Goal of the exercise :: Reproduce word for word, from the entries below, the line with "let lon = coord.column", the line with "assert!((coord.column - 4.0).abs()", and every line between them, and nothing more.

Data records ::
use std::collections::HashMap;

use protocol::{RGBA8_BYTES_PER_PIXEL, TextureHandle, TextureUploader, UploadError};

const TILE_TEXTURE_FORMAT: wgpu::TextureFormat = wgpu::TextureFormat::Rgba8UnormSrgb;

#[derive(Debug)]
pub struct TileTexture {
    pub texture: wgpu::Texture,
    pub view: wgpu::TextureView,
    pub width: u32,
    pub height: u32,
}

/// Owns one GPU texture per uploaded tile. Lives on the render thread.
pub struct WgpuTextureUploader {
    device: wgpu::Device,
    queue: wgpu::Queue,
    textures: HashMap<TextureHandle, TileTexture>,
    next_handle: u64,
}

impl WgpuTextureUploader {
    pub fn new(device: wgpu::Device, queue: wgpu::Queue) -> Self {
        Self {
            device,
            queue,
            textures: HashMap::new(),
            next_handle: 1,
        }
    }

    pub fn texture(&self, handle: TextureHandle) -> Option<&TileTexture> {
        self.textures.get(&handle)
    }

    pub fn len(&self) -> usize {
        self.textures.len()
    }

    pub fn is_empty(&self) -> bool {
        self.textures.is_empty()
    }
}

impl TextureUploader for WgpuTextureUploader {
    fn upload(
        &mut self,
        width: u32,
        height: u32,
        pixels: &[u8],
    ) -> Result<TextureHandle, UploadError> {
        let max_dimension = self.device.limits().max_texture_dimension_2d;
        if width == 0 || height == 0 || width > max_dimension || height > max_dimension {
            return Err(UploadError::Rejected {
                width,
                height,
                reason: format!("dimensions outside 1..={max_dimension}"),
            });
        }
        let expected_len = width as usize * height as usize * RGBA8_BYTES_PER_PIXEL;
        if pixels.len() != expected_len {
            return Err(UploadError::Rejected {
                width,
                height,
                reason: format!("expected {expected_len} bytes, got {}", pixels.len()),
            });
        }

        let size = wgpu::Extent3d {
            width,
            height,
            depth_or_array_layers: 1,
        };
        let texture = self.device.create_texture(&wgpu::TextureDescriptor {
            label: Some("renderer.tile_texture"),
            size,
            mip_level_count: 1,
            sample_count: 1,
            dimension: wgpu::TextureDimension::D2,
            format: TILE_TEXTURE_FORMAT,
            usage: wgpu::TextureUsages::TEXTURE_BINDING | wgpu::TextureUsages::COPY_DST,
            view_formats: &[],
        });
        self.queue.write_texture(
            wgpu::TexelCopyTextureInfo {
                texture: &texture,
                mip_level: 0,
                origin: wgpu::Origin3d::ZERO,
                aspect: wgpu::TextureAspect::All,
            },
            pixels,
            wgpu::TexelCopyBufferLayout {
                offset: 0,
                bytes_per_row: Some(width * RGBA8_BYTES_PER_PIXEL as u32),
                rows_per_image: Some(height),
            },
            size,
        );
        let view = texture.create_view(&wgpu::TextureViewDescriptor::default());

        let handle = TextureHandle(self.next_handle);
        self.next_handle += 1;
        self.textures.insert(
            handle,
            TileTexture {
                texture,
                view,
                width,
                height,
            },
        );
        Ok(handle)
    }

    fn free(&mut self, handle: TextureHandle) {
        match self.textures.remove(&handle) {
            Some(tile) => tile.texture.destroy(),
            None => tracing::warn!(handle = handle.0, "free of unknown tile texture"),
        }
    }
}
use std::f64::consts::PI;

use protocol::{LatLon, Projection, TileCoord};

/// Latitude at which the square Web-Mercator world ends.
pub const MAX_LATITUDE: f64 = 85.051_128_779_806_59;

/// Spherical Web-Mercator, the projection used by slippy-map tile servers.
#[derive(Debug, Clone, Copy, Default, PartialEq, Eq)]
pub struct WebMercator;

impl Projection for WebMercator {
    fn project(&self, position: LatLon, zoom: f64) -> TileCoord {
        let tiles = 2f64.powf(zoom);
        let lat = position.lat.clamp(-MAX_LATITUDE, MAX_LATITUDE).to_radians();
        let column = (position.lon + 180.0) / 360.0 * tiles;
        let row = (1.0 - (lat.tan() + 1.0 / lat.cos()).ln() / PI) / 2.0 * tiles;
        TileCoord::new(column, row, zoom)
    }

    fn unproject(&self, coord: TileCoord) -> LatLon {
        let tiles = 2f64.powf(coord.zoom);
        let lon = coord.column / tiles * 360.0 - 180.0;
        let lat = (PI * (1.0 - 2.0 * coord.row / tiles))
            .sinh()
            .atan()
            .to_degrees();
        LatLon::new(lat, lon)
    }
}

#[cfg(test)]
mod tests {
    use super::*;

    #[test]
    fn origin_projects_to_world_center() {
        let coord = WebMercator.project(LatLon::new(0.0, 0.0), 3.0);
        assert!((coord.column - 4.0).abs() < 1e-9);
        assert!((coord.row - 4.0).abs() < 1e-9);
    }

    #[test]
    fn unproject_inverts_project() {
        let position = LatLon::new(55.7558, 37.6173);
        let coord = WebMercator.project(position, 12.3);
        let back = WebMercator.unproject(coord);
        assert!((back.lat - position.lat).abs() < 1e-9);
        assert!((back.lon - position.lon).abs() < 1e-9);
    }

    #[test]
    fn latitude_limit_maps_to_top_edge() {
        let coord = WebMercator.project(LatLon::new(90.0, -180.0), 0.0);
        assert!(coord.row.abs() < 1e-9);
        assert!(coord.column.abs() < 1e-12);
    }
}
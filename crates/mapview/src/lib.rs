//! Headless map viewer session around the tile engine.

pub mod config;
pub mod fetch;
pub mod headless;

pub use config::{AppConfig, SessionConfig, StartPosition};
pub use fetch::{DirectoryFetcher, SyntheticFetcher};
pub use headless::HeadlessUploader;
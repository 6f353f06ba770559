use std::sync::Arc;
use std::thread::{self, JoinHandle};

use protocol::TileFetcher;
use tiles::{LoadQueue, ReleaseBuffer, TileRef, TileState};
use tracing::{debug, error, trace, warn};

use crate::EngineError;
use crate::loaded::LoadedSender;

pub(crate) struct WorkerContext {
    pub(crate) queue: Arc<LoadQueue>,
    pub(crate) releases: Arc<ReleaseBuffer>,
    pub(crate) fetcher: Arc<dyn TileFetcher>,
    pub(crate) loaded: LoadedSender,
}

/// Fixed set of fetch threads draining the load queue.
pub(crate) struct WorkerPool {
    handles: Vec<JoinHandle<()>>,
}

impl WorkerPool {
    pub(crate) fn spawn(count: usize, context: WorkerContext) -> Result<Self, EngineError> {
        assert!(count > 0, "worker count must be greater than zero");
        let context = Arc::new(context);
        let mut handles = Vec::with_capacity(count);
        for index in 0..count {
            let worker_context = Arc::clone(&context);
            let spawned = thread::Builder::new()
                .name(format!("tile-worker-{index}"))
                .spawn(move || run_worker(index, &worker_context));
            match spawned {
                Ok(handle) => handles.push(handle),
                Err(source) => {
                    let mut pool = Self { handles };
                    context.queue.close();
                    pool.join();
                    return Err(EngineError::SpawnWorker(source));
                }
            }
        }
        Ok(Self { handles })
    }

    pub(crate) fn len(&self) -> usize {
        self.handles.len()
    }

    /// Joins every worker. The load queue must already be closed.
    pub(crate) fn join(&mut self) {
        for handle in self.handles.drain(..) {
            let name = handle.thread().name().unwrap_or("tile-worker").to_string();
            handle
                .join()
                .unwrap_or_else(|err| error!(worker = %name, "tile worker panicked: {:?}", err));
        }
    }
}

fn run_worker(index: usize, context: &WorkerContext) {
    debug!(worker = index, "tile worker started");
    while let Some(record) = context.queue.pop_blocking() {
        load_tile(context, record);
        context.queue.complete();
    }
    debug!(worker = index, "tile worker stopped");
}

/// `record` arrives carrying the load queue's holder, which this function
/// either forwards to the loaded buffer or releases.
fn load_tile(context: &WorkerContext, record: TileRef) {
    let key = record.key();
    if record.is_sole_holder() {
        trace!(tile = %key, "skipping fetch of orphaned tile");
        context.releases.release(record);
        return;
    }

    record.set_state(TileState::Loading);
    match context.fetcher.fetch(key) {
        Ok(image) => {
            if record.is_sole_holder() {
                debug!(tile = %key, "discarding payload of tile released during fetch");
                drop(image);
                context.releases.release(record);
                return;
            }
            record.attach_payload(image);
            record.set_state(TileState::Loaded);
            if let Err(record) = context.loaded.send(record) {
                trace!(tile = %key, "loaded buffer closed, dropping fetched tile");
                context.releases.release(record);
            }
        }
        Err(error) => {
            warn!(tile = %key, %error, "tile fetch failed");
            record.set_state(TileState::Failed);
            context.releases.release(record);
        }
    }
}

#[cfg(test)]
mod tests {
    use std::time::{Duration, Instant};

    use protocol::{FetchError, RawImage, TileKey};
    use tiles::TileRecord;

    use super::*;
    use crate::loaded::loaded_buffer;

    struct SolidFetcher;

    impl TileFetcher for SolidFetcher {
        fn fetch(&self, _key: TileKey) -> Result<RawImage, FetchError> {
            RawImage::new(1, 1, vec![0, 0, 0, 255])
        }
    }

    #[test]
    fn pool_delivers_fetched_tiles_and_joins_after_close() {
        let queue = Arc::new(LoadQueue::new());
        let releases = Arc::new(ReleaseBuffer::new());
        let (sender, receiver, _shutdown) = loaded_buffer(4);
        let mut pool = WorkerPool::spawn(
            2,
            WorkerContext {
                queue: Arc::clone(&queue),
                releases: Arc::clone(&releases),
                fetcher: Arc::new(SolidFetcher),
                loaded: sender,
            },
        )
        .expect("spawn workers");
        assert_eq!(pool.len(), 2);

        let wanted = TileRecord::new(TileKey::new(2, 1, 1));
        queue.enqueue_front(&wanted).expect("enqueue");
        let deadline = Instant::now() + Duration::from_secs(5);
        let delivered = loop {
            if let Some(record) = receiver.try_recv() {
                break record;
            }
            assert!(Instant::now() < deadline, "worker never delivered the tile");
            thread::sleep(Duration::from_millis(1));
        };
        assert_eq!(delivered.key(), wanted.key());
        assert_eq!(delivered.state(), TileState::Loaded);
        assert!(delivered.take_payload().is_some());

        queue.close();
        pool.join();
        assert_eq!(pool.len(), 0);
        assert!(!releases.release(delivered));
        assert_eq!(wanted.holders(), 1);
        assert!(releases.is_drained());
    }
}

Written solution ::
        let lon = coord.column / tiles * 360.0 - 180.0;
        let lat = (PI * (1.0 - 2.0 * coord.row / tiles))
            .sinh()
            .atan()
            .to_degrees();
        LatLon::new(lat, lon)
    }
}

#[cfg(test)]
mod tests {
    use super::*;

    #[test]
    fn origin_projects_to_world_center() {
        let coord = WebMercator.project(LatLon::new(0.0, 0.0), 3.0);
        assert!((coord.column - 4.0).abs() < 1e-9);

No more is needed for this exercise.